In a meditative interracial love story with a wrenching climactic twist, Woodson (The House You Pass on the Way, 1997, etc.) offers an appealing pair of teenagers and plenty of intellectual grist, before ending her story with a senseless act of violence.

Jeremiah and Elisha bond from the moment they collide in the hall of their Manhattan prep school: He’s the only child of celebrity parents; she’s the youngest by ten years in a large family. Not only sharply sensitive to the reactions of those around them, Ellie and Miah also discover depths and complexities in their own intense feelings that connect clearly to their experiences, their social environment, and their own characters.

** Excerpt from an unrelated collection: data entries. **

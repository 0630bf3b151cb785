use crate::config::LlmConfig;
use anyhow::{Context, Result};
use serde::{Deserialize, Serialize};
use tracing::debug;

pub const OPENAI_BASE_URL: &str = "https://api.openai.com/v1";

#[derive(Debug, Serialize)]
struct ChatRequest<'a> {
    model: &'a str,
    messages: Vec<ChatMessage<'a>>,
    max_tokens: u32,
}

#[derive(Debug, Serialize)]
struct ChatMessage<'a> {
    role: &'a str,
    content: &'a str,
}

#[derive(Debug, Deserialize)]
struct ChatResponse {
    choices: Vec<ChatChoice>,
}

#[derive(Debug, Deserialize)]
struct ChatChoice {
    message: ChatReply,
}

#[derive(Debug, Deserialize)]
struct ChatReply {
    content: Option<String>,
}

/// Client for an OpenAI-compatible chat completions endpoint
pub struct OpenAiClient {
    api_key: String,
    base_url: String,
    model: String,
    max_tokens: u32,
    client: reqwest::Client,
}

impl OpenAiClient {
    pub fn new(api_key: String, config: &LlmConfig) -> Self {
        Self {
            api_key,
            base_url: config.base_url.clone(),
            model: config.model.clone(),
            max_tokens: config.max_tokens,
            client: reqwest::Client::new(),
        }
    }

    /// Send a single user message and return the text of the first choice
    pub async fn complete(&self, prompt: &str) -> Result<String> {
        let url = format!("{}/chat/completions", self.base_url.trim_end_matches('/'));

        let request = ChatRequest {
            model: &self.model,
            messages: vec![ChatMessage {
                role: "user",
                content: prompt,
            }],
            max_tokens: self.max_tokens,
        };

        let response = self
            .client
            .post(&url)
            .bearer_auth(&self.api_key)
            .json(&request)
            .send()
            .await
            .context("Failed to reach chat completions API")?;

        if !response.status().is_success() {
            let status = response.status();
            let body = response.text().await.unwrap_or_default();
            anyhow::bail!("Chat completions API returned error: {} {}", status, body);
        }

        let chat: ChatResponse = response
            .json()
            .await
            .context("Failed to parse chat completions response")?;

        debug!(choices = chat.choices.len(), "Chat completion received");

        chat.choices
            .into_iter()
            .next()
            .and_then(|choice| choice.message.content)
            .context("Chat completion contained no message content")
    }
}

#[cfg(test)]
mod tests {
    use super::*;
    use serde_json::json;
    use wiremock::{
        matchers::{body_partial_json, header, method, path},
        Mock, MockServer, ResponseTemplate,
    };

    fn test_config(base_url: String) -> LlmConfig {
        LlmConfig {
            api_key: None,
            base_url,
            model: "gpt-4o".to_string(),
            max_tokens: 300,
        }
    }

    #[tokio::test]
    async fn test_complete_returns_first_choice() {
        let mock_server = MockServer::start().await;

        Mock::given(method("POST"))
            .and(path("/chat/completions"))
            .and(header("authorization", "Bearer sk-test"))
            .and(body_partial_json(json!({ "model": "gpt-4o", "max_tokens": 300 })))
            .respond_with(ResponseTemplate::new(200).set_body_json(json!({
                "choices": [{ "message": { "role": "assistant", "content": "{\"totalOdds\": 2.1, \"bets\": []}" } }]
            })))
            .mount(&mock_server)
            .await;

        let client = OpenAiClient::new("sk-test".to_string(), &test_config(mock_server.uri()));
        let content = client.complete("hello").await.unwrap();
        assert!(content.contains("totalOdds"));
    }

    #[tokio::test]
    async fn test_complete_fails_on_error_status() {
        let mock_server = MockServer::start().await;

        Mock::given(method("POST"))
            .and(path("/chat/completions"))
            .respond_with(ResponseTemplate::new(429).set_body_string("slow down"))
            .mount(&mock_server)
            .await;

        let client = OpenAiClient::new("sk-test".to_string(), &test_config(mock_server.uri()));
        let err = client.complete("hello").await.unwrap_err();
        assert!(err.to_string().contains("429"));
    }

    #[tokio::test]
    async fn test_complete_fails_without_choices() {
        let mock_server = MockServer::start().await;

        Mock::given(method("POST"))
            .and(path("/chat/completions"))
            .respond_with(ResponseTemplate::new(200).set_body_json(json!({ "choices": [] })))
            .mount(&mock_server)
            .await;

        let client = OpenAiClient::new("sk-test".to_string(), &test_config(mock_server.uri()));
        assert!(client.complete("hello").await.is_err());
    }
}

In quiet conversations and encounters, Woodson perceptively explores varieties of love, trust, and friendship, as she develops well-articulated histories for both families. Suddenly Miah, forgetting his father’s warning never to be seen running in a white neighborhood, exuberantly dashes into a park and is shot down by police. The parting thought that, willy-nilly, time moves on will be a colder comfort for stunned readers than it evidently is for Ellie.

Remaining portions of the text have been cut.